Knowledge, attitudes, and use of artificial intelligence among adult and pediatric hematologists in Türkiye: a national cross-sectional survey
摘要
Artificial intelligence (AI), including generative AI and large language models, is entering hematology practice and research, but real-world integration depends on clinicians’ knowledge, attitudes, use, and governance rather than algorithm performance alone. Evidence specific to hematologists is scarce, and no national study in Türkiye has jointly assessed knowledge, clinical and research use, trust and governance, attitudes toward patients’ AI use, and educational needs.
MethodsWe conducted a national, cross-sectional, self-administered online survey (Google Forms), reported per the CHERRIES guideline. Practicing adult and pediatric hematologists were invited through the verified member e-mail list of the Turkish Society of Hematology (a closed survey) and surveyed from 15–30 May 2026 after ethics approval. The instrument covered seven domains (participant profile; awareness/knowledge; clinical use; research/writing use; trust–risk–ethics–governance; attitudes to patients’ chatbot use; education and professional future). Categorical data are summarized as n(%) and ordinal items as median (IQR); groups were compared with non-parametric tests (effect sizes; Benjamini–Hochberg correction for exploratory analyses), with multivariable logistic and ordinal regression. Analyses used R.

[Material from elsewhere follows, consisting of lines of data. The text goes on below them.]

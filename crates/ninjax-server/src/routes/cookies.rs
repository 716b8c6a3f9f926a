//! Cookie-jar management: status for observability, upload to replace.
//! Records expose size, mtime and validity only — never paths or contents.

use super::{ok, ApiFailure};
use crate::ratelimit::RouteClass;
use crate::state::AppState;
use axum::extract::{ConnectInfo, State};
use axum::response::Json;
use ninjax_core::credentials::CredentialRecord;
use ninjax_core::error::GatewayError;
use ninjax_core::platform::Platform;
use serde::{Deserialize, Serialize};
use serde_json::Value;
use std::collections::BTreeMap;
use std::net::SocketAddr;
use std::sync::Arc;

#[derive(Debug, Serialize)]
struct StatusPayload {
    cookies: BTreeMap<Platform, CredentialRecord>,
}

pub async fn status(
    State(state): State<Arc<AppState>>,
    ConnectInfo(addr): ConnectInfo<SocketAddr>,
) -> Result<Json<Value>, ApiFailure> {
    state.budgets.check(RouteClass::Cookies, addr.ip())?;
    Ok(ok(StatusPayload {
        cookies: state.cookies.status(),
    }))
}

#[derive(Debug, Deserialize)]
pub struct UploadRequest {
    pub platform: String,
    pub content: String,
}

#[derive(Debug, Serialize)]
struct UploadPayload {
    record: CredentialRecord,
}

pub async fn upload(
    State(state): State<Arc<AppState>>,
    ConnectInfo(addr): ConnectInfo<SocketAddr>,
    Json(req): Json<UploadRequest>,
) -> Result<Json<Value>, ApiFailure> {
    state.budgets.check(RouteClass::Cookies, addr.ip())?;

    let platform: Platform = req.platform.parse().map_err(ApiFailure::from)?;
    if req.content.trim().is_empty() {
        return Err(GatewayError::Validation("cookie content is required".to_string()).into());
    }
    if req.content.len() > state.cfg.max_body_bytes {
        return Err(GatewayError::Validation("cookie content too large".to_string()).into());
    }

    let record = state
        .cookies
        .set(platform, &req.content)
        .map_err(GatewayError::from)?;
    if !record.valid {
        tracing::warn!(platform = %platform, "uploaded cookie jar failed plausibility check");
    }
    Ok(ok(UploadPayload { record }))
}
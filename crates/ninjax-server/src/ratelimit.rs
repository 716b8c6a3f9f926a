//! Per-route request budgets, keyed by client IP.
//!
//! Each route class holds an independent GCRA limiter (token-bucket
//! semantics: burst capacity equals the per-minute quota, refill is
//! continuous — not a fixed calendar window). The check happens before any
//! extractor work is dispatched, so a rejected request never consumes a
//! worker-pool slot.

use governor::{DefaultKeyedRateLimiter, Quota, RateLimiter};
use ninjax_core::config::RateConfig;
use ninjax_core::error::GatewayError;
use nonzero_ext::nonzero;
use std::net::IpAddr;
use std::num::NonZeroU32;

type IpLimiter = DefaultKeyedRateLimiter<IpAddr>;

#[derive(Debug, Clone, Copy, PartialEq, Eq)]
pub enum RouteClass {
    Analyze,
    Download,
    Cookies,
    Files,
}

pub struct RouteBudgets {
    analyze: IpLimiter,
    download: IpLimiter,
    cookies: IpLimiter,
    files: IpLimiter,
}

fn per_minute(n: u32) -> IpLimiter {
    let quota = NonZeroU32::new(n).unwrap_or(nonzero!(1u32));
    RateLimiter::keyed(Quota::per_minute(quota))
}

impl RouteBudgets {
    pub fn new(cfg: &RateConfig) -> Self {
        Self {
            analyze: per_minute(cfg.analyze_per_minute),
            download: per_minute(cfg.download_per_minute),
            cookies: per_minute(cfg.cookies_per_minute),
            files: per_minute(cfg.files_per_minute),
        }
    }

    /// Terminal decision for this request: either it fits the budget or it
    /// is rejected now. No retry-after dance.
    pub fn check(&self, class: RouteClass, ip: IpAddr) -> Result<(), GatewayError> {
        let limiter = match class {
            RouteClass::Analyze => &self.analyze,
            RouteClass::Download => &self.download,
            RouteClass::Cookies => &self.cookies,
            RouteClass::Files => &self.files,
        };
        limiter.check_key(&ip).map_err(|_| {
            tracing::debug!(?class, %ip, "request over budget");
            GatewayError::RateLimited
        })
    }
}

#[cfg(test)]
mod tests {
    use super::*;
    use std::net::Ipv4Addr;

    fn ip(last: u8) -> IpAddr {
        IpAddr::V4(Ipv4Addr::new(10, 0, 0, last))
    }

    #[test]
    fn burst_up_to_quota_then_reject() {
        let budgets = RouteBudgets::new(&RateConfig {
            analyze_per_minute: 5,
            download_per_minute: 5,
            cookies_per_minute: 5,
            files_per_minute: 5,
        });
        for i in 0..5 {
            assert!(
                budgets.check(RouteClass::Download, ip(1)).is_ok(),
                "request {i} should fit the budget"
            );
        }
        assert!(matches!(
            budgets.check(RouteClass::Download, ip(1)).unwrap_err(),
            GatewayError::RateLimited
        ));
    }

    #[test]
    fn budgets_are_independent_per_route_and_ip() {
        let budgets = RouteBudgets::new(&RateConfig {
            analyze_per_minute: 1,
            download_per_minute: 1,
            cookies_per_minute: 1,
            files_per_minute: 1,
        });
        assert!(budgets.check(RouteClass::Analyze, ip(1)).is_ok());
        assert!(budgets.check(RouteClass::Analyze, ip(1)).is_err());
        // Exhausting analyze leaves download untouched.
        assert!(budgets.check(RouteClass::Download, ip(1)).is_ok());
        // Another client has its own bucket.
        assert!(budgets.check(RouteClass::Analyze, ip(2)).is_ok());
    }

    #[test]
    fn zero_config_clamps_to_one() {
        let budgets = RouteBudgets::new(&RateConfig {
            analyze_per_minute: 0,
            download_per_minute: 0,
            cookies_per_minute: 0,
            files_per_minute: 0,
        });
        assert!(budgets.check(RouteClass::Cookies, ip(1)).is_ok());
        assert!(budgets.check(RouteClass::Cookies, ip(1)).is_err());
    }
}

ResultsOf 639 invited members, 146 completed the survey (response rate 22.8%); 65.8% practiced adult hematology. Clinical AI use in the prior three months was reported by 87%, yet only 14% had received structured AI training. Generative AI for research/writing was used by 55.5%, of whom 81% had encountered fabricated references or incorrect information. Nearly half (48.6%) had entered patient data into non-approved public chatbots, most in anonymized form only (40.4%), while 8.2% entered identifiable personal or institutional information; written institutional AI policies were rarely reported or recognized (4.8% reported one, 64.4% reported none, and 30.8% were unaware). Responsible-use norms were strong (90% endorsed verification; 73% endorsed declaring AI use), and few felt professionally threatened (8.2%). Educational need was high and internally consistent (Cronbach’s α = 0.92). Higher digital literacy was independently associated with research/manuscript-writing AI use (adjusted OR 1.87 per point); an association with clinical AI use was also observed, but that model was underpowered and is reported as exploratory. Attitudes did not differ between adult and pediatric hematologists.
ConclusionsHematologists have rapidly adopted AI while maintaining cautious, verification-oriented attitudes, but adoption is outpacing training and institutional governance. Hematology-specific policies, literacy-targeted training (especially safe generative-AI use), and supervised, institution-approved tools are needed for responsible integration.